<<<<

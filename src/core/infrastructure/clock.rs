//! Monotonic time source injected into every coordination component.

use std::fmt::Debug;
use std::sync::{Arc, Mutex};
use std::time::{Duration, Instant};

/// Source of monotonic instants for TTLs, heartbeats and staleness checks.
pub trait Clock: Send + Sync + Debug {
    fn now(&self) -> Instant;
}

/// Clock backed by `Instant::now()`.
#[derive(Debug, Default, Clone, Copy)]
pub struct SystemClock;

impl Clock for SystemClock {
    fn now(&self) -> Instant {
        Instant::now()
    }
}

/// Clock that only moves when told to.
#[derive(Debug, Clone)]
pub struct ManualClock {
    origin: Instant,
    offset: Arc<Mutex<Duration>>,
}

impl ManualClock {
    pub fn new() -> Self {
        Self {
            origin: Instant::now(),
            offset: Arc::new(Mutex::new(Duration::ZERO)),
        }
    }

    pub fn advance(&self, by: Duration) {
        let mut offset = self
            .offset
            .lock()
            .unwrap_or_else(|poisoned| poisoned.into_inner());
        *offset += by;
    }

    pub fn elapsed(&self) -> Duration {
        *self
            .offset
            .lock()
            .unwrap_or_else(|poisoned| poisoned.into_inner())
    }
}

impl Default for ManualClock {
    fn default() -> Self {
        Self::new()
    }
}

impl Clock for ManualClock {
    fn now(&self) -> Instant {
        self.origin + self.elapsed()
    }
}

pub type SharedClock = Arc<dyn Clock>;

pub fn system_clock() -> SharedClock {
    Arc::new(SystemClock)
}
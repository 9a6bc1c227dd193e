//! Per-resource mutual exclusion with TTL leases, FIFO waiters and deadlock detection
//!
//! At most one owner holds a resource at any instant. Expired leases are swept
//! before every acquisition, and freeing a lock hands it to the head of the
//! resource's waiter queue.

use serde::{Deserialize, Serialize};
use std::collections::{BTreeMap, BTreeSet, HashMap, VecDeque};
use std::time::{Duration, Instant};
use tracing::{debug, info, warn};

use crate::core::infrastructure::{SharedClock, SharedIdGenerator};
use crate::error::{CoordinationError, Result};

#[derive(Debug, Clone, Serialize)]
pub struct LockInfo {
    pub lock_id: String,
    pub resource: String,
    pub owner: String,
    pub ttl: Duration,
    #[serde(skip)]
    pub acquired_at: Instant,
    pub reentry_count: u32,
}

impl LockInfo {
    fn is_expired(&self, now: Instant) -> bool {
        now.saturating_duration_since(self.acquired_at) > self.ttl
    }
}

#[derive(Debug, Clone, PartialEq, Eq, Serialize, Deserialize)]
#[serde(tag = "status", rename_all = "snake_case")]
pub enum AcquireOutcome {
    Acquired {
        lock_id: String,
        resource: String,
        owner: String,
        reentrant: bool,
        reentry_count: u32,
    },
    /// The resource is held by someone else; the caller is queued at `position` (1-based).
    Queued {
        resource: String,
        held_by: String,
        position: usize,
    },
    /// The caller already holds the lock and did not ask for reentrancy.
    AlreadyHeld {
        lock_id: String,
        resource: String,
        owner: String,
    },
}

impl AcquireOutcome {
    pub fn acquired(&self) -> bool {
        matches!(self, AcquireOutcome::Acquired { .. })
    }

    pub fn holder(&self) -> &str {
        match self {
            AcquireOutcome::Acquired { owner, .. } => owner,
            AcquireOutcome::Queued { held_by, .. } => held_by,
            AcquireOutcome::AlreadyHeld { owner, .. } => owner,
        }
    }
}

#[derive(Debug, Clone, PartialEq, Eq, Serialize, Deserialize)]
#[serde(tag = "status", rename_all = "snake_case")]
pub enum ReleaseOutcome {
    Released {
        resource: String,
        next_owner: Option<String>,
    },
    /// A reentrant holder released one level but still holds the lock.
    ReentrantPending { resource: String, remaining: u32 },
}

impl ReleaseOutcome {
    pub fn released(&self) -> bool {
        matches!(self, ReleaseOutcome::Released { .. })
    }
}

#[derive(Debug, Clone, PartialEq, Eq, Serialize, Deserialize)]
pub struct ExpiredLock {
    pub resource: String,
    pub owner: String,
    pub promoted: Option<String>,
}

#[derive(Debug, Clone, PartialEq, Eq, Serialize, Deserialize)]
pub struct DeadlockReport {
    pub deadlock_detected: bool,
    pub cycles: Vec<Vec<String>>,
}

#[derive(Debug)]
pub struct DistributedLock {
    locks: HashMap<String, LockInfo>,
    waiters: HashMap<String, VecDeque<String>>,
    default_ttl: Duration,
    clock: SharedClock,
    ids: SharedIdGenerator,
}

impl DistributedLock {
    pub fn new(default_ttl: Duration, clock: SharedClock, ids: SharedIdGenerator) -> Self {
        Self {
            locks: HashMap::new(),
            waiters: HashMap::new(),
            default_ttl,
            clock,
            ids,
        }
    }

    pub fn default_ttl(&self) -> Duration {
        self.default_ttl
    }

    pub fn lock_count(&self) -> usize {
        self.locks.len()
    }

    pub fn waiter_count(&self) -> usize {
        self.waiters.values().map(VecDeque::len).sum()
    }

    pub fn waiters(&self, resource: &str) -> Vec<String> {
        self.waiters
            .get(resource)
            .map(|q| q.iter().cloned().collect())
            .unwrap_or_default()
    }

    pub fn get_lock_info(&self, resource: &str) -> Option<&LockInfo> {
        self.locks.get(resource)
    }

    fn grant(&mut self, resource: &str, owner: &str, ttl: Duration) -> &LockInfo {
        let lock = LockInfo {
            lock_id: self.ids.next_id(),
            resource: resource.to_string(),
            owner: owner.to_string(),
            ttl,
            acquired_at: self.clock.now(),
            reentry_count: 1,
        };
        self.locks.insert(resource.to_string(), lock);
        &self.locks[resource]
    }

    /// Hand a freed resource to the head of its waiter queue.
    fn promote_next(&mut self, resource: &str) -> Option<String> {
        let next = self.waiters.get_mut(resource).and_then(VecDeque::pop_front);
        if self.waiters.get(resource).is_some_and(VecDeque::is_empty) {
            self.waiters.remove(resource);
        }

        if let Some(owner) = &next {
            let ttl = self.default_ttl;
            self.grant(resource, owner, ttl);
            info!(resource = %resource, owner = %owner, "Lock handed to next waiter");
        }
        next
    }

    /// Drop every lease past its TTL, promoting waiters where present.
    pub fn sweep_expired(&mut self) -> Vec<ExpiredLock> {
        let now = self.clock.now();
        let mut expired: Vec<(String, String)> = self
            .locks
            .values()
            .filter(|lock| lock.is_expired(now))
            .map(|lock| (lock.resource.clone(), lock.owner.clone()))
            .collect();
        expired.sort();

        expired
            .into_iter()
            .map(|(resource, owner)| {
                self.locks.remove(&resource);
                warn!(resource = %resource, owner = %owner, "Lock lease expired");
                let promoted = self.promote_next(&resource);
                ExpiredLock {
                    resource,
                    owner,
                    promoted,
                }
            })
            .collect()
    }

    /// Try to take `resource` for `owner`.
    ///
    /// A reentrant request from the current holder deepens the hold; any other
    /// contender is appended (once) to the FIFO waiter queue.
    pub fn acquire(&mut self, resource: &str, owner: &str, ttl: Duration, reentrant: bool) -> AcquireOutcome {
        self.sweep_expired();
        let now = self.clock.now();

        let Some(lock) = self.locks.get_mut(resource) else {
            let lock = self.grant(resource, owner, ttl);
            debug!(resource = %resource, owner = %owner, lock_id = %lock.lock_id, "Lock acquired");
            return AcquireOutcome::Acquired {
                lock_id: lock.lock_id.clone(),
                resource: resource.to_string(),
                owner: owner.to_string(),
                reentrant: false,
                reentry_count: 1,
            };
        };

        if lock.owner == owner && reentrant {
            lock.reentry_count += 1;
            lock.acquired_at = now;
            lock.ttl = ttl;
            debug!(resource = %resource, owner = %owner, reentry_count = lock.reentry_count, "Reentrant lock acquired");
            return AcquireOutcome::Acquired {
                lock_id: lock.lock_id.clone(),
                resource: resource.to_string(),
                owner: owner.to_string(),
                reentrant: true,
                reentry_count: lock.reentry_count,
            };
        }

        if lock.owner == owner {
            // the holder never waits on itself
            debug!(resource = %resource, owner = %owner, "Non-reentrant acquire by current holder");
            return AcquireOutcome::AlreadyHeld {
                lock_id: lock.lock_id.clone(),
                resource: resource.to_string(),
                owner: owner.to_string(),
            };
        }

        let held_by = lock.owner.clone();

        let queue = self.waiters.entry(resource.to_string()).or_default();
        let position = match queue.iter().position(|w| w == owner) {
            Some(index) => index + 1,
            None => {
                queue.push_back(owner.to_string());
                queue.len()
            }
        };

        debug!(resource = %resource, owner = %owner, held_by = %held_by, position = position, "Lock busy, owner queued");
        AcquireOutcome::Queued {
            resource: resource.to_string(),
            held_by,
            position,
        }
    }

    pub fn release(&mut self, resource: &str, owner: &str) -> Result<ReleaseOutcome> {
        let lock = self
            .locks
            .get_mut(resource)
            .ok_or_else(|| CoordinationError::NotLocked(resource.to_string()))?;

        if lock.owner != owner {
            return Err(CoordinationError::NotOwner {
                resource: resource.to_string(),
                holder: lock.owner.clone(),
                requester: owner.to_string(),
            });
        }

        if lock.reentry_count > 1 {
            lock.reentry_count -= 1;
            return Ok(ReleaseOutcome::ReentrantPending {
                resource: resource.to_string(),
                remaining: lock.reentry_count,
            });
        }

        self.locks.remove(resource);
        debug!(resource = %resource, owner = %owner, "Lock released");
        let next_owner = self.promote_next(resource);

        Ok(ReleaseOutcome::Released {
            resource: resource.to_string(),
            next_owner,
        })
    }

    /// Operator override: drop the lock regardless of owner, then promote the next waiter.
    pub fn force_release(&mut self, resource: &str) -> bool {
        match self.locks.remove(resource) {
            Some(lock) => {
                warn!(resource = %resource, owner = %lock.owner, "Lock force-released");
                self.promote_next(resource);
                true
            }
            None => false,
        }
    }

    /// Drop `owner` from every waiter queue, e.g. when its node leaves.
    pub fn cancel_waits(&mut self, owner: &str) -> usize {
        let mut removed = 0;
        for queue in self.waiters.values_mut() {
            let before = queue.len();
            queue.retain(|w| w != owner);
            removed += before - queue.len();
        }
        self.waiters.retain(|_, q| !q.is_empty());
        removed
    }

    /// Build the wait-for graph (waiter → holder) and report its cycles.
    ///
    /// Detection only; nothing is released.
    pub fn detect_deadlock(&self) -> DeadlockReport {
        let mut graph: BTreeMap<String, BTreeSet<String>> = BTreeMap::new();
        for (resource, queue) in &self.waiters {
            let Some(lock) = self.locks.get(resource) else {
                continue;
            };
            for waiter in queue {
                graph
                    .entry(waiter.clone())
                    .or_default()
                    .insert(lock.owner.clone());
            }
        }

        let mut cycles = BTreeSet::new();
        for start in graph.keys() {
            let mut path = vec![start.clone()];
            walk_wait_for(&graph, start, &mut path, &mut cycles);
        }

        if !cycles.is_empty() {
            warn!(cycles = cycles.len(), "Deadlock detected in wait-for graph");
        }

        DeadlockReport {
            deadlock_detected: !cycles.is_empty(),
            cycles: cycles.into_iter().collect(),
        }
    }
}

fn walk_wait_for(
    graph: &BTreeMap<String, BTreeSet<String>>,
    node: &str,
    path: &mut Vec<String>,
    cycles: &mut BTreeSet<Vec<String>>,
) {
    let Some(next_hops) = graph.get(node) else {
        return;
    };
    for next in next_hops {
        if let Some(start) = path.iter().position(|p| p == next) {
            cycles.insert(canonical_cycle(&path[start..]));
        } else {
            path.push(next.clone());
            walk_wait_for(graph, next, path, cycles);
            path.pop();
        }
    }
}

/// Rotate a cycle so it starts at its smallest member.
fn canonical_cycle(cycle: &[String]) -> Vec<String> {
    let pivot = cycle
        .iter()
        .enumerate()
        .min_by(|a, b| a.1.cmp(b.1))
        .map(|(i, _)| i)
        .unwrap_or(0);
    cycle[pivot..].iter().chain(cycle[..pivot].iter()).cloned().collect()
}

>>>>

#### WHAT THIS TASK INVOLVES
Everything from the line with "its smallest member." through the last line of the entries is to be written out again, unchanged; nothing else belongs in the answer.

#### RESULT OF THIS TASK
/// Rotate a cycle so it starts at its smallest member.
fn canonical_cycle(cycle: &[String]) -> Vec<String> {
    let pivot = cycle
        .iter()
        .enumerate()
        .min_by(|a, b| a.1.cmp(b.1))
        .map(|(i, _)| i)
        .unwrap_or(0);
    cycle[pivot..].iter().chain(cycle[..pivot].iter()).cloned().collect()
}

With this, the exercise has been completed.